Topical erythromycin is generally considered moderately safe in pregnancy, though some manufacturers still recommend stopping during pregnancy simply because formal trials haven’t been conducted. In practice, many dermatologists continue to recommend it as one of the safer acne treatments for pregnant women, since alternatives like retinoids are clearly harmful to a developing baby.

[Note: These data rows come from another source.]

//! Pump Pop - pump up balloons, let them fly, pop them for points
//!
//! Core modules:
//! - `sim`: Seeded simulation (entities, pump, weather, game orchestration)
//! - `renderer`: Draw list, tessellation and the WebGPU pipeline
//! - `platform`: Browser/native platform abstraction
//! - `persistence`: Key/value storage for the records the game keeps
//! - `tuning`: Data-driven game balance

pub mod assets;
pub mod highscores;
pub mod input;
pub mod persistence;
pub mod platform;
pub mod renderer;
pub mod settings;
pub mod sim;
pub mod tuning;
pub mod ui;

pub use highscores::HighScore;
pub use settings::WeatherSettings;
pub use tuning::Tuning;

use glam::Vec2;
use rand::Rng;
use serde::{Deserialize, Serialize};

/// Game configuration constants
pub mod consts {
    /// Fixed simulation timestep (60 Hz; tuning values are per step)
    pub const SIM_DT: f32 = 1.0 / 60.0;
    /// Maximum substeps per frame to prevent spiral of death
    pub const MAX_SUBSTEPS: u32 = 4;

    /// Symbol alphabet sizes
    pub const LETTER_COUNT: u8 = 26;
    pub const DIGIT_COUNT: u8 = 10;
    pub const SYMBOL_COUNT: usize = (LETTER_COUNT + DIGIT_COUNT) as usize;

    /// Number of balloon pattern images
    pub const PATTERN_COUNT: usize = 10;
    /// Pattern file numbers (pattern 6 never shipped)
    pub const PATTERN_FILES: [u8; PATTERN_COUNT] = [1, 2, 3, 4, 5, 7, 8, 9, 10, 11];
}

/// Axis-aligned rectangle in screen pixels (y grows downward)
#[derive(Debug, Clone, Copy, PartialEq, Default, Serialize, Deserialize)]
pub struct Rect {
    pub x: f32,
    pub y: f32,
    pub width: f32,
    pub height: f32,
}

impl Rect {
    pub const fn new(x: f32, y: f32, width: f32, height: f32) -> Self {
        Self {
            x,
            y,
            width,
            height,
        }
    }

    /// Rectangle of the given size centered on `center`
    pub fn centered(center: Vec2, width: f32, height: f32) -> Self {
        Self::new(center.x - width / 2.0, center.y - height / 2.0, width, height)
    }

    pub fn center(&self) -> Vec2 {
        Vec2::new(self.x + self.width / 2.0, self.y + self.height / 2.0)
    }

    /// Inclusive on all edges
    pub fn contains(&self, px: f32, py: f32) -> bool {
        px >= self.x && px <= self.x + self.width && py >= self.y && py <= self.y + self.height
    }
}

/// Viewport size in CSS pixels
#[derive(Debug, Clone, Copy, PartialEq, Serialize, Deserialize)]
pub struct Bounds {
    pub width: f32,
    pub height: f32,
}

impl Bounds {
    pub const fn new(width: f32, height: f32) -> Self {
        Self { width, height }
    }
}

impl Default for Bounds {
    fn default() -> Self {
        Self::new(1280.0, 720.0)
    }
}

#[inline]
pub fn point_in_circle(px: f32, py: f32, center: Vec2, radius: f32) -> bool {
    Vec2::new(px, py).distance_squared(center) <= radius * radius
}

/// Axis-aligned ellipse test (strict: points on the boundary are outside)
#[inline]
pub fn point_in_ellipse(px: f32, py: f32, center: Vec2, rx: f32, ry: f32) -> bool {
    if rx <= 0.0 || ry <= 0.0 {
        return false;
    }
    let dx = px - center.x;
    let dy = py - center.y;
    (dx * dx) / (rx * rx) + (dy * dy) / (ry * ry) < 1.0
}

/// Per-channel linear interpolation, rounded to the nearest integer
pub fn lerp_color(from: [u8; 3], to: [u8; 3], t: f32) -> [u8; 3] {
    let t = t.clamp(0.0, 1.0);
    let channel = |a: u8, b: u8| (a as f32 + (b as f32 - a as f32) * t).round() as u8;
    [
        channel(from[0], to[0]),
        channel(from[1], to[1]),
        channel(from[2], to[2]),
    ]
}

/// Uniform value in `[min, max)`; returns `min` for an empty range instead of panicking
#[inline]
pub fn random_range<R: Rng + ?Sized>(rng: &mut R, min: f32, max: f32) -> f32 {
    if max <= min {
        min
    } else {
        rng.random_range(min..max)
    }
}

/// Unit vector pointing at a uniformly random angle
#[inline]
pub fn random_direction<R: Rng + ?Sized>(rng: &mut R) -> Vec2 {
    Vec2::from_angle(rng.random_range(0.0..std::f32::consts::TAU))
}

How Well It Works During Pregnancy
One practical limitation of erythromycin in pregnancy is that it doesn’t cross the placenta efficiently. This matters most for syphilis treatment: erythromycin does not reach the fetus in high enough concentrations to prevent congenital syphilis. The FDA labeling explicitly states that infants born to mothers treated with oral erythromycin for early syphilis should still receive penicillin treatment after birth.
For chlamydia, which is one of the most common reasons erythromycin is prescribed during pregnancy, a randomized trial found a cure rate of 77% with erythromycin compared to 91% with azithromycin. The difference wasn’t statistically significant in that particular study, but the trend favors azithromycin, which is also why many providers now prefer a single dose of azithromycin over a multi-day erythromycin course for chlamydia in pregnancy when both options are available.
Erythromycin’s lower cure rate is partly explained by the longer dosing schedule (typically taken multiple times daily for seven days), which makes it harder to complete the full course, especially when pregnancy-related nausea is already an issue.
Safety While Breastfeeding
If your pregnancy question extends to the postpartum period, erythromycin passes into breast milk at low levels. After a 500 mg oral dose, milk concentrations hover around 1 to 1.2 mg/L. These amounts are considered too low to cause significant effects in a nursing infant, and erythromycin is routinely given directly to newborns for other medical reasons, so the drug itself is well tolerated by infants.
In a follow-up study of 17 breastfed infants whose mothers were taking erythromycin, two experienced diarrhea and two showed irritability. None of these reactions required medical attention. The main things to watch for in your baby are loose stools and signs of yeast overgrowth like thrush or diaper rash, since erythromycin can disrupt normal gut bacteria.